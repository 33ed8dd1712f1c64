//! # Stars and Planets
//!
//! ## Draw Order
//!
//! Star (`generate_star`):
//! 1. spectral class roll
//! 2. name (syllable count, then one draw per syllable)
//! 3. mass, radius, temperature, age
//!
//! Planets (`generate_planets`), after one count draw, per planet:
//! 1. orbit spacing
//! 2. type roll within the orbital zone
//! 3. mass, radius, atmosphere, water coverage
//! 4. resource count, then one draw per resource
//! 5. moons, rings, orbit angle
//! 6. habitable worlds only: inhabited roll, then population if inhabited
//!
//! Luminosity, habitable zone, colour, gravity, temperature and orbital
//! period are derived and consume nothing.

use std::f64::consts::TAU;

use crate::names;
use crate::rng::SectorRng;
use crate::sector::{Atmosphere, HabitableZone, Planet, PlanetType, ResourceType, Star, StarClass};

/// Solar surface temperature, the reference for luminosity.
const SOLAR_TEMPERATURE: f64 = 5778.0;

/// Spectral classes with cumulative population thresholds.
///
/// Red dwarfs dominate; O stars and black holes are vanishingly rare.
const STAR_CLASS_TABLE: [(StarClass, f64); 11] = [
    (StarClass::M, 0.7000),
    (StarClass::K, 0.8200),
    (StarClass::G, 0.8950),
    (StarClass::F, 0.9250),
    (StarClass::A, 0.9310),
    (StarClass::B, 0.9323),
    (StarClass::O, 0.932_33),
    (StarClass::WhiteDwarf, 0.9800),
    (StarClass::BrownDwarf, 0.9960),
    (StarClass::NeutronStar, 0.9990),
    (StarClass::BlackHole, 1.0),
];

/// Physical ranges for one spectral class.
struct StarProfile {
    mass: (f64, f64),
    radius: (f64, f64),
    temperature: (f64, f64),
    age: (f64, f64),
    planets: (i64, i64),
}

impl StarClass {
    /// Ranges every star of this class is drawn from.
    const fn profile(self) -> StarProfile {
        match self {
            Self::M => StarProfile {
                mass: (0.08, 0.45),
                radius: (0.1, 0.7),
                temperature: (2400.0, 3700.0),
                age: (1.0, 13.0),
                planets: (0, 6),
            },
            Self::K => StarProfile {
                mass: (0.45, 0.8),
                radius: (0.7, 0.96),
                temperature: (3700.0, 5200.0),
                age: (1.0, 13.0),
                planets: (1, 8),
            },
            Self::G => StarProfile {
                mass: (0.8, 1.04),
                radius: (0.96, 1.15),
                temperature: (5200.0, 6000.0),
                age: (1.0, 10.0),
                planets: (1, 9),
            },
            Self::F => StarProfile {
                mass: (1.04, 1.4),
                radius: (1.15, 1.4),
                temperature: (6000.0, 7500.0),
                age: (1.0, 5.0),
                planets: (1, 8),
            },
            Self::A => StarProfile {
                mass: (1.4, 2.1),
                radius: (1.4, 1.8),
                temperature: (7500.0, 10_000.0),
                age: (0.1, 2.0),
                planets: (0, 6),
            },
            Self::B => StarProfile {
                mass: (2.1, 16.0),
                radius: (1.8, 6.6),
                temperature: (10_000.0, 30_000.0),
                age: (0.01, 0.5),
                planets: (0, 4),
            },
            Self::O => StarProfile {
                mass: (16.0, 90.0),
                radius: (6.6, 15.0),
                temperature: (30_000.0, 50_000.0),
                age: (0.001, 0.01),
                planets: (0, 3),
            },
            Self::WhiteDwarf => StarProfile {
                mass: (0.5, 1.4),
                radius: (0.008, 0.02),
                temperature: (4000.0, 40_000.0),
                age: (1.0, 13.0),
                planets: (0, 3),
            },
            Self::BrownDwarf => StarProfile {
                mass: (0.013, 0.08),
                radius: (0.08, 0.12),
                temperature: (500.0, 2400.0),
                age: (1.0, 13.0),
                planets: (0, 3),
            },
            Self::NeutronStar => StarProfile {
                mass: (1.1, 2.3),
                radius: (0.000_014, 0.000_02),
                temperature: (100_000.0, 1_000_000.0),
                age: (0.01, 13.0),
                planets: (0, 2),
            },
            Self::BlackHole => StarProfile {
                mass: (3.0, 30.0),
                radius: (0.000_01, 0.000_04),
                temperature: (0.0, 0.0),
                age: (0.01, 13.0),
                planets: (0, 2),
            },
        }
    }
}

/// Display colour for a surface temperature.
fn star_color(temperature: f64) -> &'static str {
    match temperature {
        t if t <= 0.0 => "#000000",
        t if t < 2400.0 => "#8b3a1a",
        t if t < 3700.0 => "#ff6f3c",
        t if t < 5200.0 => "#ffb56b",
        t if t < 6000.0 => "#fff4e8",
        t if t < 7500.0 => "#f8f7ff",
        t if t < 10_000.0 => "#cad7ff",
        _ => "#9bb0ff",
    }
}

/// Picks the first entry whose threshold exceeds `roll`.
///
/// Rolls past the final threshold land on the last entry. `table` must be
/// non-empty; every caller passes a constant table.
pub(crate) fn pick_cumulative<T: Copy>(table: &[(T, f64)], roll: f64) -> T {
    let fallback = table[table.len() - 1].0;
    table
        .iter()
        .find(|(_, threshold)| roll < *threshold)
        .map_or(fallback, |(value, _)| *value)
}

/// Generates the sector's star.
pub(crate) fn generate_star(rng: &mut SectorRng, sector_id: &str) -> Star {
    let class = pick_cumulative(&STAR_CLASS_TABLE, rng.next_f64());
    let name = names::star_name(rng);
    let profile = class.profile();
    let mass = rng.next_float(profile.mass.0, profile.mass.1);
    let radius = rng.next_float(profile.radius.0, profile.radius.1);
    let temperature = rng.next_float(profile.temperature.0, profile.temperature.1);
    let age = rng.next_float(profile.age.0, profile.age.1);

    // Stefan-Boltzmann in solar units
    let luminosity = radius * radius * (temperature / SOLAR_TEMPERATURE).powi(4);

    Star {
        id: format!("{sector_id}_star"),
        name,
        class,
        mass,
        radius,
        temperature,
        luminosity,
        age,
        color: star_color(temperature).to_owned(),
        habitable_zone: HabitableZone::from_luminosity(luminosity),
    }
}

/// Orbital zone relative to the habitable zone.
#[derive(Clone, Copy, Debug, PartialEq, Eq)]
enum OrbitalZone {
    Scorched,
    Hot,
    Temperate,
    Cold,
    Frozen,
}

impl OrbitalZone {
    fn of(distance: f64, zone: HabitableZone) -> Self {
        if distance < zone.inner * 0.5 {
            Self::Scorched
        } else if distance < zone.inner {
            Self::Hot
        } else if distance <= zone.outer {
            Self::Temperate
        } else if distance <= zone.outer * 4.0 {
            Self::Cold
        } else {
            Self::Frozen
        }
    }

    const fn type_table(self) -> &'static [(PlanetType, f64)] {
        match self {
            Self::Scorched => &[(PlanetType::Lava, 0.6), (PlanetType::Barren, 1.0)],
            Self::Hot => &[
                (PlanetType::Desert, 0.5),
                (PlanetType::Barren, 0.8),
                (PlanetType::Lava, 1.0),
            ],
            Self::Temperate => &[
                (PlanetType::Terran, 0.45),
                (PlanetType::Ocean, 0.7),
                (PlanetType::Desert, 0.85),
                (PlanetType::Barren, 1.0),
            ],
            Self::Cold => &[
                (PlanetType::GasGiant, 0.55),
                (PlanetType::Ice, 0.8),
                (PlanetType::Barren, 1.0),
            ],
            Self::Frozen => &[
                (PlanetType::IceGiant, 0.5),
                (PlanetType::Ice, 0.8),
                (PlanetType::GasGiant, 1.0),
            ],
        }
    }
}

/// Physical ranges for one planet type.
struct PlanetProfile {
    mass: (f64, f64),
    radius: (f64, f64),
    water: (f64, f64),
    moons: (i64, i64),
    ring_chance: f64,
    resource_count: (i64, i64),
    resources: &'static [ResourceType],
    atmospheres: &'static [Atmosphere],
}

impl PlanetType {
    const fn profile(self) -> PlanetProfile {
        use Atmosphere as A;
        use ResourceType as R;
        match self {
            Self::Lava => PlanetProfile {
                mass: (0.1, 2.0),
                radius: (0.3, 1.3),
                water: (0.0, 0.0),
                moons: (0, 1),
                ring_chance: 0.0,
                resource_count: (1, 3),
                resources: &[R::Iron, R::Nickel, R::Titanium, R::Platinum],
                atmospheres: &[A::None, A::Thin, A::Toxic],
            },
            Self::Barren => PlanetProfile {
                mass: (0.01, 1.0),
                radius: (0.1, 1.0),
                water: (0.0, 0.05),
                moons: (0, 2),
                ring_chance: 0.02,
                resource_count: (0, 2),
                resources: &[R::Iron, R::Nickel, R::Titanium, R::Platinum, R::Water],
                atmospheres: &[A::None, A::Thin],
            },
            Self::Desert => PlanetProfile {
                mass: (0.3, 2.0),
                radius: (0.5, 1.4),
                water: (0.0, 0.1),
                moons: (0, 2),
                ring_chance: 0.02,
                resource_count: (0, 2),
                resources: &[R::Iron, R::Titanium, R::Crystals],
                atmospheres: &[A::Thin, A::Breathable, A::Toxic],
            },
            Self::Terran => PlanetProfile {
                mass: (0.5, 2.5),
                radius: (0.8, 1.5),
                water: (0.3, 0.8),
                moons: (0, 3),
                ring_chance: 0.03,
                resource_count: (0, 2),
                resources: &[R::Iron, R::Water, R::Crystals, R::Nickel],
                atmospheres: &[A::Breathable, A::Breathable, A::Breathable, A::Dense, A::Thin],
            },
            Self::Ocean => PlanetProfile {
                mass: (0.8, 3.0),
                radius: (0.9, 1.8),
                water: (0.85, 1.0),
                moons: (0, 3),
                ring_chance: 0.03,
                resource_count: (0, 2),
                resources: &[R::Water, R::Deuterium, R::Crystals],
                atmospheres: &[A::Breathable, A::Breathable, A::Dense],
            },
            Self::Ice => PlanetProfile {
                mass: (0.05, 1.5),
                radius: (0.2, 1.2),
                water: (0.2, 0.9),
                moons: (0, 4),
                ring_chance: 0.05,
                resource_count: (0, 2),
                resources: &[R::Water, R::Deuterium, R::Helium3],
                atmospheres: &[A::None, A::Thin],
            },
            Self::GasGiant => PlanetProfile {
                mass: (50.0, 4000.0),
                radius: (6.0, 15.0),
                water: (0.0, 0.0),
                moons: (1, 24),
                ring_chance: 0.35,
                resource_count: (1, 2),
                resources: &[R::Helium3, R::Deuterium],
                atmospheres: &[A::Crushing],
            },
            Self::IceGiant => PlanetProfile {
                mass: (10.0, 50.0),
                radius: (3.0, 6.0),
                water: (0.0, 0.1),
                moons: (1, 14),
                ring_chance: 0.25,
                resource_count: (1, 2),
                resources: &[R::Helium3, R::Deuterium, R::Water],
                atmospheres: &[A::Crushing, A::Dense],
            },
        }
    }

    /// Terran and ocean worlds can host people.
    const fn supports_life(self) -> bool {
        matches!(self, Self::Terran | Self::Ocean)
    }
}

/// Generates the planets orbiting `star`.
#[allow(clippy::cast_possible_truncation, clippy::cast_sign_loss)]
pub(crate) fn generate_planets(rng: &mut SectorRng, sector_id: &str, star: &Star) -> Vec<Planet> {
    let (min, max) = star.class.profile().planets;
    let count = rng.next_int(min, max).max(0) as u32;
    let zone = star.habitable_zone;

    // Anchor orbits to the star's output; remnants get a nominal scale.
    let scale = star.luminosity.sqrt().max(0.05);

    let mut planets = Vec::with_capacity(count as usize);
    let mut distance = 0.0;
    for index in 0..count {
        distance = if index == 0 {
            scale * rng.next_float(0.3, 0.7)
        } else {
            distance * rng.next_float(1.4, 2.0)
        };
        planets.push(generate_planet(rng, sector_id, star, zone, index, distance));
    }
    planets
}

#[allow(clippy::cast_possible_truncation, clippy::cast_sign_loss)]
fn generate_planet(
    rng: &mut SectorRng,
    sector_id: &str,
    star: &Star,
    zone: HabitableZone,
    index: u32,
    distance: f64,
) -> Planet {
    let planet_type = pick_cumulative(OrbitalZone::of(distance, zone).type_table(), rng.next_f64());
    let profile = planet_type.profile();

    let mass = rng.next_float(profile.mass.0, profile.mass.1);
    let radius = rng.next_float(profile.radius.0, profile.radius.1);
    let atmosphere = profile.atmospheres[rng.next_index(profile.atmospheres.len())];
    let water_coverage = rng.next_float(profile.water.0, profile.water.1);

    let resource_count = rng.next_int(profile.resource_count.0, profile.resource_count.1);
    let mut resources = Vec::new();
    for _ in 0..resource_count {
        let resource = profile.resources[rng.next_index(profile.resources.len())];
        if !resources.contains(&resource) {
            resources.push(resource);
        }
    }

    let moons = rng.next_int(profile.moons.0, profile.moons.1).max(0) as u32;
    let has_rings = rng.next_bool(profile.ring_chance);
    let orbit_angle = rng.next_float(0.0, TAU);

    let habitable = planet_type.supports_life() && atmosphere == Atmosphere::Breathable;
    let population = if habitable && rng.next_bool(0.6) {
        rng.next_int(1_000_000, 8_000_000_000) as u64
    } else {
        0
    };

    Planet {
        id: format!("{sector_id}_planet_{index}"),
        name: format!("{} {}", star.name, names::roman(index + 1)),
        planet_type,
        orbit_index: index,
        orbital_distance: distance,
        orbital_period: (distance.powi(3) / star.mass.max(f64::EPSILON)).sqrt(),
        orbit_angle,
        mass,
        radius,
        gravity: mass / (radius * radius),
        temperature: 278.0 * star.luminosity.powf(0.25) / distance.max(f64::EPSILON).sqrt(),
        atmosphere,
        water_coverage,
        resources,
        moons,
        has_rings,
        habitable,
        population,
    }
}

--------

_TASK OBJECTIVE_.
Copy each line, exactly, that falls between the line containing "let orbit_angle = rng.next_float(0.0, TAU);" and the end of the entries, both included.

_ANSWER TO THIS PROBLEM_.
    let orbit_angle = rng.next_float(0.0, TAU);

    let habitable = planet_type.supports_life() && atmosphere == Atmosphere::Breathable;
    let population = if habitable && rng.next_bool(0.6) {
        rng.next_int(1_000_000, 8_000_000_000) as u64
    } else {
        0
    };

    Planet {
        id: format!("{sector_id}_planet_{index}"),
        name: format!("{} {}", star.name, names::roman(index + 1)),
        planet_type,
        orbit_index: index,
        orbital_distance: distance,
        orbital_period: (distance.powi(3) / star.mass.max(f64::EPSILON)).sqrt(),
        orbit_angle,
        mass,
        radius,
        gravity: mass / (radius * radius),
        temperature: 278.0 * star.luminosity.powf(0.25) / distance.max(f64::EPSILON).sqrt(),
        atmosphere,
        water_coverage,
        resources,
        moons,
        has_rings,
        habitable,
        population,
    }
}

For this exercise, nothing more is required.